Confusion at Henry's wedding. They hadn't discussed who was going to cursh the glass ):






MY CHARACTERS
just so you can see who's who :v
My art teacher told me they all look alike and i got depressed because its true

toodle-o

ps: i watched 'the damned' recently so that alois&alwin mel brooks song picture is probably on the way
oh yeah, you should all watch the damned because it's great. An insight on the why and how of the Nazi downfall, done beautifully by Mr. Luchino Visconti, writer and director extraordinaire. And it has a huge Nazi gay orgy in it.
But you should watch it for the plot and cinematographical qualities, really.
And the gay nazi transvestite.
i am secretly luchino visconti


----------



## Dannichu

*Re: Gay Hornet's Nest*

Aww, I adore your new DevArt ID; the clothes are so unspeakably great, the outline of pink highlighter is really effective and "faggots only" is _so_ you :3

Hee, Henry's expression in the wedding one is so perfect. They're the cutest gay jews ever (unless you count Wilson); I adore their matching outfits and his little bouncy skullcap is <3

Aww, I think your characters look different; Henry and Donal look similar in that they could be related, but not mistaken for one another. Roland is so adorable~ And I've said it before, but it needs saying again; I love how your guys _look _like guys, it's great.

What's guy in the top-left's name? The highlighter's too dark and I can't read it X3


----------



## Vladimir Putin's LJ

*Re: Gay Hornet's Nest*



Dannichu said:


> What's guy in the top-left's name? The highlighter's too dark and I can't read it X3


It says Alain Patissier, highlighted in his favourite colour.
Thank you! Wilson is still and will always be the cutest gay jew but I can live with second-best.






I drew this because Bill Clinton is awesome.
That's all.






Alwin has his ways of getting promoted.


----------



## Dewgong

*Re: Gay Hornet's Nest*

I love your art, I can't believe I didn't look at this thread earlier. 

(I didn't read the whole thread though, so if requests can't be taken, just ignore me...)

Could you draw me a Dewgong? |:P

Do whatever you'd like to it, just have fun with it.


----------



## Vladimir Putin's LJ

*Re: Gay Hornet's Nest*

Aw, thank you! And yeah, I take requests even though I'm slow as fuck.

PICTURE TIME







I drew this during a free period, then inked and coloured it in Rotterdam. It's primarily based on the Pet Shop Boys remix of Hooked On Radiation by... someone, but then it got weirder and weirder and now I'm not sure what it's about but I finished colouring it while listening to I Should Be So Lucky by Kylie Minogue ):

SO IT'S BASICALLY A DUDE AND HIS BIRD AND THEY'RE HOOKED ON RADIATION 







Goebbels was so tiny. 1,54 for 45 kg.
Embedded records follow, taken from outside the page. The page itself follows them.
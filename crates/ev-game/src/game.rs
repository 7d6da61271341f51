//! The mode controller.
//!
//! [`Game`] is the whole application state: configuration, the story
//! walker, the combat scheduler, the save store, a pending delayed
//! transition, queued notices, and the quit flag. There are no globals;
//! a front end owns exactly one `Game`.

use ev_combat::{BattleOutcome, Character, CombatScheduler, RollSource};
use ev_story::{Story, StoryError, StoryStep, StoryWalker};

use crate::config::GameConfig;
use crate::error::{GameError, GameResult};
use crate::mode::{Intent, Mode};
use crate::save::{SaveStore, Snapshot};
use crate::view::{CombatView, NarrativeView, View};

/// Seconds between a battle ending and the screen changing.
pub const POST_BATTLE_DELAY: f64 = 3.0;

/// A mode change that fires once its due time has passed.
#[derive(Debug, Clone, Copy, PartialEq)]
pub struct PendingTransition {
    /// Timestamp at or after which the transition fires.
    pub due: f64,
    /// Mode to enter.
    pub target: Mode,
}

/// The game: modes, story, combat, and the save slot.
#[derive(Debug)]
pub struct Game {
    config: GameConfig,
    mode: Mode,
    walker: StoryWalker,
    combat: CombatScheduler,
    store: Box<dyn SaveStore>,
    pending: Option<PendingTransition>,
    notices: Vec<String>,
    should_quit: bool,
}

impl Game {
    /// Create a game on the main menu.
    pub fn new<S: SaveStore + 'static>(story: Story, config: GameConfig, store: S) -> Self {
        let combat = CombatScheduler::new(Character::hero(), &config.combat_config());
        Self::with_combat(story, config, store, combat)
    }

    /// Create a game whose battles draw from a specific roll source.
    pub fn with_rolls<S, R>(story: Story, config: GameConfig, store: S, rolls: R) -> Self
    where
        S: SaveStore + 'static,
        R: RollSource + 'static,
    {
        let combat = CombatScheduler::with_rolls(Character::hero(), &config.combat_config(), rolls);
        Self::with_combat(story, config, store, combat)
    }

    fn with_combat<S: SaveStore + 'static>(
        story: Story,
        config: GameConfig,
        store: S,
        combat: CombatScheduler,
    ) -> Self {
        Self {
            config,
            mode: Mode::MainMenu,
            walker: StoryWalker::new(story),
            combat,
            store: Box::new(store),
            pending: None,
            notices: Vec::new(),
            should_quit: false,
        }
    }

    /// Apply one player intent at time `now`.
    ///
    /// Intents that mean nothing in the current mode are ignored. Refused
    /// combat actions are reported in the battle log, not as errors.
    pub fn handle(&mut self, intent: Intent, now: f64) -> GameResult<()> {
        if !intent.applies_to(self.mode) {
            tracing::debug!(?intent, mode = %self.mode, "intent ignored");
            return Ok(());
        }

        match intent {
            Intent::Start => self.enter(Mode::Narrative, now),
            Intent::Load => self.load(now),
            Intent::Save => self.save(),
            Intent::Quit => {
                tracing::info!("quit requested");
                self.should_quit = true;
                Ok(())
            }
            Intent::Skill => {
                if let Err(err) = self.combat.cast_skill() {
                    tracing::debug!(%err, "skill refused");
                }
                Ok(())
            }
            Intent::Summon => {
                if let Err(err) = self.combat.summon_ally() {
                    tracing::debug!(%err, "summon refused");
                }
                Ok(())
            }
            Intent::Restart => self.enter(Mode::MainMenu, now),
            Intent::Choose(index) => self.choose(index, now),
        }
    }

    /// Like [`Game::handle`], but failures become notices instead of errors.
    pub fn dispatch(&mut self, intent: Intent, now: f64) {
        if let Err(err) = self.handle(intent, now) {
            tracing::warn!(?intent, %err, "intent failed");
            self.notices.push(err.to_string());
        }
    }

    /// Advance the game to time `now`. Call once per frame.
    ///
    /// Ticks the battle while in combat, schedules the post-battle screen
    /// change, and fires it once due.
    pub fn update(&mut self, now: f64) -> GameResult<()> {
        if let Some(pending) = self.pending {
            if now >= pending.due {
                self.pending = None;
                self.enter(pending.target, now)?;
            }
            return Ok(());
        }

        if self.mode != Mode::Combat {
            return Ok(());
        }
        let Some(outcome) = self.combat.tick(now) else {
            return Ok(());
        };
        let target = match outcome {
            BattleOutcome::Victory => Mode::Narrative,
            BattleOutcome::Defeat => Mode::GameOver,
        };
        let due = now + POST_BATTLE_DELAY;
        tracing::debug!(?outcome, %target, due, "post-battle transition scheduled");
        self.pending = Some(PendingTransition { due, target });
        Ok(())
    }

    /// What to draw this frame.
    pub fn view(&self) -> View {
        match self.mode {
            Mode::MainMenu => View::MainMenu {
                has_save: self.store.has_save(),
            },
            Mode::Narrative => View::Narrative(match self.walker.current_scene() {
                Some(scene) => NarrativeView::from_scene(scene),
                None => NarrativeView::missing(self.walker.current_scene_id()),
            }),
            Mode::Combat => View::Combat(CombatView::of(&self.combat)),
            Mode::GameOver => View::GameOver,
        }
    }

    /// Current mode.
    pub fn mode(&self) -> Mode {
        self.mode
    }

    /// The configuration the game was built with.
    pub fn config(&self) -> &GameConfig {
        &self.config
    }

    /// The story walker.
    pub fn walker(&self) -> &StoryWalker {
        &self.walker
    }

    /// The combat scheduler.
    pub fn combat(&self) -> &CombatScheduler {
        &self.combat
    }

    /// Mutable access to the combat scheduler.
    pub fn combat_mut(&mut self) -> &mut CombatScheduler {
        &mut self.combat
    }

    /// The scheduled screen change, if a battle just ended.
    pub fn pending(&self) -> Option<PendingTransition> {
        self.pending
    }

    /// Whether the player asked to leave.
    pub fn should_quit(&self) -> bool {
        self.should_quit
    }

    /// Notices waiting to be shown, oldest first.
    pub fn notices(&self) -> &[String] {
        &self.notices
    }

    /// Take every queued notice.
    pub fn take_notices(&mut self) -> Vec<String> {
        std::mem::take(&mut self.notices)
    }

    fn enter(&mut self, mode: Mode, now: f64) -> GameResult<()> {
        match mode {
            Mode::Narrative => {
                self.walker.show_current()?;
            }
            Mode::Combat => self.combat.start(now),
            Mode::MainMenu | Mode::GameOver => {}
        }
        tracing::debug!(from = %self.mode, to = %mode, "mode changed");
        self.mode = mode;
        Ok(())
    }

    fn choose(&mut self, index: usize, now: f64) -> GameResult<()> {
        match self.walker.choose(index) {
            Ok(StoryStep::EnterCombat) => self.enter(Mode::Combat, now),
            Ok(StoryStep::Scene(_)) => Ok(()),
            Err(StoryError::InvalidChoice(index)) => {
                tracing::debug!(index, "no such choice");
                Ok(())
            }
            Err(err) => Err(err.into()),
        }
    }

    fn save(&mut self) -> GameResult<()> {
        let snapshot = Snapshot::new(self.walker.current_scene_id(), self.combat.player().clone());
        self.store.save(&snapshot)?;
        self.notices.push("Game saved.".to_string());
        Ok(())
    }

    fn load(&mut self, now: f64) -> GameResult<()> {
        let Some(snapshot) = self.store.load()? else {
            self.notices.push("No save found.".to_string());
            return Ok(());
        };
        if !self.walker.story().contains(&snapshot.scene) {
            return Err(GameError::Save(format!(
                "saved scene '{}' is not part of this story",
                snapshot.scene
            )));
        }

        self.walker.set_current(snapshot.scene);
        self.combat.replace_player(snapshot.player);
        self.enter(Mode::Narrative, now)?;
        self.notices.push("Game loaded.".to_string());
        Ok(())
    }
}

#[cfg(test)]
mod tests {
    use super::*;
    use crate::save::MemoryStore;
    use ev_combat::FixedRolls;

    fn game() -> Game {
        Game::with_rolls(
            Story::builtin(),
            GameConfig::default(),
            MemoryStore::new(),
            FixedRolls::default(),
        )
    }

    #[test]
    fn starts_on_main_menu() {
        let g = game();
        assert_eq!(g.mode(), Mode::MainMenu);
        assert_eq!(g.view(), View::MainMenu { has_save: false });
        assert!(!g.should_quit());
    }

    #[test]
    fn start_shows_current_scene() {
        let mut g = game();
        g.handle(Intent::Start, 0.0).unwrap();
        assert_eq!(g.mode(), Mode::Narrative);
        match g.view() {
            View::Narrative(view) => assert_eq!(view.scene_id, "intro"),
            other => panic!("unexpected view {other:?}"),
        }
    }

    #[test]
    fn wrong_mode_intents_are_ignored() {
        let mut g = game();
        g.handle(Intent::Skill, 0.0).unwrap();
        g.handle(Intent::Choose(0), 0.0).unwrap();
        g.handle(Intent::Save, 0.0).unwrap();
        assert_eq!(g.mode(), Mode::MainMenu);
        assert!(g.notices().is_empty());
    }

    #[test]
    fn choosing_combat_starts_battle() {
        let mut g = game();
        g.handle(Intent::Start, 0.0).unwrap();
        g.handle(Intent::Choose(1), 2.0).unwrap();
        assert_eq!(g.mode(), Mode::Combat);
        assert!(g.combat().is_active());
        assert_eq!(g.combat().clock().last_update(), 2.0);
    }

    #[test]
    fn invalid_choice_is_ignored() {
        let mut g = game();
        g.handle(Intent::Start, 0.0).unwrap();
        g.handle(Intent::Choose(8), 0.0).unwrap();
        assert_eq!(g.mode(), Mode::Narrative);
        assert_eq!(g.walker().current_scene_id(), "intro");
    }

    #[test]
    fn quit_only_from_menus() {
        let mut g = game();
        g.handle(Intent::Start, 0.0).unwrap();
        g.handle(Intent::Quit, 0.0).unwrap();
        assert!(!g.should_quit());

        let mut g = game();
        g.handle(Intent::Quit, 0.0).unwrap();
        assert!(g.should_quit());
    }

    #[test]
    fn combat_intents_reach_the_scheduler() {
        let mut g = game();
        g.handle(Intent::Start, 0.0).unwrap();
        g.handle(Intent::Choose(1), 0.0).unwrap();
        g.handle(Intent::Skill, 0.0).unwrap();
        g.handle(Intent::Summon, 0.0).unwrap();
        assert_eq!(g.combat().player().mp(), 20);
        assert!(g.combat().ally().is_some());
    }

    #[test]
    fn load_on_empty_slot_stays_on_menu() {
        let mut g = game();
        g.handle(Intent::Load, 0.0).unwrap();
        assert_eq!(g.mode(), Mode::MainMenu);
        assert_eq!(g.take_notices(), vec!["No save found.".to_string()]);
        assert!(g.notices().is_empty());
    }

    #[test]
    fn victory_returns_to_story_after_delay() {
        let mut g = game();
        g.handle(Intent::Start, 0.0).unwrap();
        g.handle(Intent::Choose(1), 10.0).unwrap();
        g.combat_mut().enemy_mut().set_hp(0);

        g.update(10.5).unwrap();
        assert_eq!(
            g.pending(),
            Some(PendingTransition {
                due: 13.5,
                target: Mode::Narrative
            })
        );
        assert_eq!(g.mode(), Mode::Combat);

        g.update(13.4).unwrap();
        assert_eq!(g.mode(), Mode::Combat);
        g.update(13.5).unwrap();
        assert_eq!(g.mode(), Mode::Narrative);
        assert!(g.pending().is_none());
    }

    #[test]
    fn defeat_leads_to_game_over_then_menu() {
        let mut g = game();
        g.handle(Intent::Start, 0.0).unwrap();
        g.handle(Intent::Choose(1), 0.0).unwrap();
        g.combat_mut().player_mut().set_hp(0);

        g.update(0.1).unwrap();
        g.update(3.2).unwrap();
        assert_eq!(g.mode(), Mode::GameOver);
        assert_eq!(g.view(), View::GameOver);

        g.handle(Intent::Restart, 4.0).unwrap();
        assert_eq!(g.mode(), Mode::MainMenu);
    }

    #[test]
    fn dispatch_turns_errors_into_notices() {
        let story = Story::new(
            "a",
            [ev_story::Scene::new("a", "A")
                .with_choice(ev_story::Choice::scene("broken", "b"))],
        )
        .unwrap();
        let mut g = Game::new(story, GameConfig::default(), MemoryStore::new());
        g.dispatch(Intent::Start, 0.0);
        g.dispatch(Intent::Choose(0), 0.0);
        assert_eq!(g.mode(), Mode::Narrative);
        assert_eq!(g.notices(), ["scene not found: b".to_string()]);
    }
}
So so tiny and obssessive.
Even though he used to call Hitler a disgusting bourgeouis before he saw him. Harumph.

They were so gay for each other. I mean they even had a suicide pact and Goebbels wrote everything in his journal. Went on a walk with the Fuhrer today, had lunch with the Fuhrer, saw the Fuhrer, the Fuhrer is so gorgeous!.

I mean I expected to see
STOLE FUHRER'S HAT, ADDED IT TO THE SHRINE
at some point. 

Toodles.


----------



## Kratos Aurion

*Re: Gay Hornet's Nest*



Vladimir Putin's LJ said:


> Alwin has his ways of getting promoted.


If I haven't said so already, I love you forever.


----------



## Dewgong

*Re: Gay Hornet's Nest*

Weeeeell if you do decide to dew that dewgong (oh god)

There's no rush


----------



## Dannichu

*Re: Gay Hornet's Nest*

z;hfsf that coloured Pet Shop Boys one is amazing. The colours are so bright and the people look so good (you _can _draw females) and it's so, I dunno, dynamic? I've been staring at it for ages now and I think it's the best thing ever. 

And Hitler is criminally adorable in that last one :3


----------



## Coloursfall

*Re: Gay Hornet's Nest*



Vladimir Putin's LJ said:


> Alwin has his ways of getting promoted.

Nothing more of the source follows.